AIM OF THE EXERCISE: Go through the material below and please tally the lines that hold the word "NewSupplier"; the number alone is the answer.

(SUPPLIED INFORMATION Opens)

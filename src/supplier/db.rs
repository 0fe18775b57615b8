//! Database operations for suppliers.

use rusqlite::{Connection, Row};

use crate::{
    Error,
    database_id::SupplierId,
    name::Name,
    supplier::{NewSupplier, Supplier, TaxId},
};

/// Create a supplier and return it with its generated ID.
///
/// # Errors
/// Returns [Error::DuplicateTaxId] if another supplier has the same tax ID.
pub fn create_supplier(supplier: NewSupplier, connection: &Connection) -> Result<Supplier, Error> {
    connection
        .prepare(
            "INSERT INTO supplier (name, tax_id, contact) VALUES (?1, ?2, ?3)
             RETURNING id, name, tax_id, contact",
        )?
        .query_row(
            (
                supplier.name.as_ref(),
                supplier.tax_id.as_ref().map(AsRef::as_ref),
                &supplier.contact,
            ),
            map_row,
        )
        .map_err(|error| map_unique_error(error, supplier.tax_id.as_ref()))
}

/// Retrieve a single supplier by ID.
pub fn get_supplier(supplier_id: SupplierId, connection: &Connection) -> Result<Supplier, Error> {
    connection
        .prepare("SELECT id, name, tax_id, contact FROM supplier WHERE id = :id;")?
        .query_row(&[(":id", &supplier_id)], map_row)
        .map_err(|error| error.into())
}

/// Retrieve all suppliers ordered alphabetically by name.
pub fn get_all_suppliers(connection: &Connection) -> Result<Vec<Supplier>, Error> {
    connection
        .prepare("SELECT id, name, tax_id, contact FROM supplier ORDER BY name ASC;")?
        .query_map([], map_row)?
        .map(|maybe_supplier| maybe_supplier.map_err(|error| error.into()))
        .collect()
}

/// Update a supplier. Returns an error if the supplier doesn't exist.
pub fn update_supplier(
    supplier_id: SupplierId,
    supplier: NewSupplier,
    connection: &Connection,
) -> Result<(), Error> {
    let rows_affected = connection
        .execute(
            "UPDATE supplier SET name = ?1, tax_id = ?2, contact = ?3 WHERE id = ?4",
            (
                supplier.name.as_ref(),
                supplier.tax_id.as_ref().map(AsRef::as_ref),
                &supplier.contact,
                supplier_id,
            ),
        )
        .map_err(|error| map_unique_error(error, supplier.tax_id.as_ref()))?;

    if rows_affected == 0 {
        return Err(Error::UpdateMissingSupplier);
    }

    Ok(())
}

/// Delete a supplier by ID. Entries from the supplier are kept without a supplier.
pub fn delete_supplier(supplier_id: SupplierId, connection: &Connection) -> Result<(), Error> {
    let rows_affected = connection.execute("DELETE FROM supplier WHERE id = ?1", [supplier_id])?;

    if rows_affected == 0 {
        return Err(Error::DeleteMissingSupplier);
    }

    Ok(())
}

/// Initialize the supplier table.
///
/// SQLite allows many NULLs in a UNIQUE column, so any number of suppliers
/// may omit the tax ID.
pub fn create_supplier_table(connection: &Connection) -> Result<(), rusqlite::Error> {
    connection.execute_batch(
        "CREATE TABLE IF NOT EXISTS supplier (
            id INTEGER PRIMARY KEY,
            name TEXT NOT NULL,
            tax_id TEXT UNIQUE,
            contact TEXT NOT NULL DEFAULT ''
        );",
    )?;

    Ok(())
}

fn map_unique_error(error: rusqlite::Error, tax_id: Option<&TaxId>) -> Error {
    match (error, tax_id) {
        (
            rusqlite::Error::SqliteFailure(
                rusqlite::ffi::Error {
                    code: _,
                    extended_code: rusqlite::ffi::SQLITE_CONSTRAINT_UNIQUE,
                },
                _,
            ),
            Some(tax_id),
        ) => Error::DuplicateTaxId(tax_id.to_string()),
        (error, _) => error.into(),
    }
}

fn map_row(row: &Row) -> Result<Supplier, rusqlite::Error> {
    let id = row.get(0)?;
    let raw_name: String = row.get(1)?;
    let raw_tax_id: Option<String> = row.get(2)?;
    let contact = row.get(3)?;

    Ok(Supplier {
        id,
        name: Name::new_unchecked(&raw_name),
        tax_id: raw_tax_id.as_deref().map(TaxId::new_unchecked),
        contact,
    })
}
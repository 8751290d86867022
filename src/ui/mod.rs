pub mod app;
pub mod calendar_window;
pub mod notelist_window;

pub use app::App;
pub use calendar_window::MonthPane;
pub use notelist_window::{NoteWindow, NoteWindowBehaviour};

use unsegen::base::{Color, StyleModifier};

#[derive(Clone, Copy, Debug)]
pub enum Mode {
    Normal,
    Insert,
}

#[derive(Clone, Debug)]
pub struct Theme {
    pub day_style: StyleModifier,
    pub adjacent_day_style: StyleModifier,
    pub focus_day_style: StyleModifier,
    pub focus_day_char: Option<char>,
    pub today_day_char: Option<char>,
    pub month_header_style: StyleModifier,
    pub weekday_header_style: StyleModifier,
    pub note_style: StyleModifier,
    pub focus_note_style: StyleModifier,
    pub empty_list_style: StyleModifier,
}

impl Default for Theme {
    fn default() -> Self {
        Theme {
            day_style: StyleModifier::default(),
            adjacent_day_style: StyleModifier::new().fg_color(Color::LightBlack),
            focus_day_style: StyleModifier::new().bg_color(Color::Blue),
            focus_day_char: None,
            today_day_char: Some('*'),
            month_header_style: StyleModifier::new().fg_color(Color::Yellow),
            weekday_header_style: StyleModifier::new().fg_color(Color::Yellow),
            note_style: StyleModifier::default(),
            focus_note_style: StyleModifier::new().invert(true),
            empty_list_style: StyleModifier::new().fg_color(Color::Red),
        }
    }
}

(SUPPLIED INFORMATION Closes)

ANSWER FOR THE TASK: 3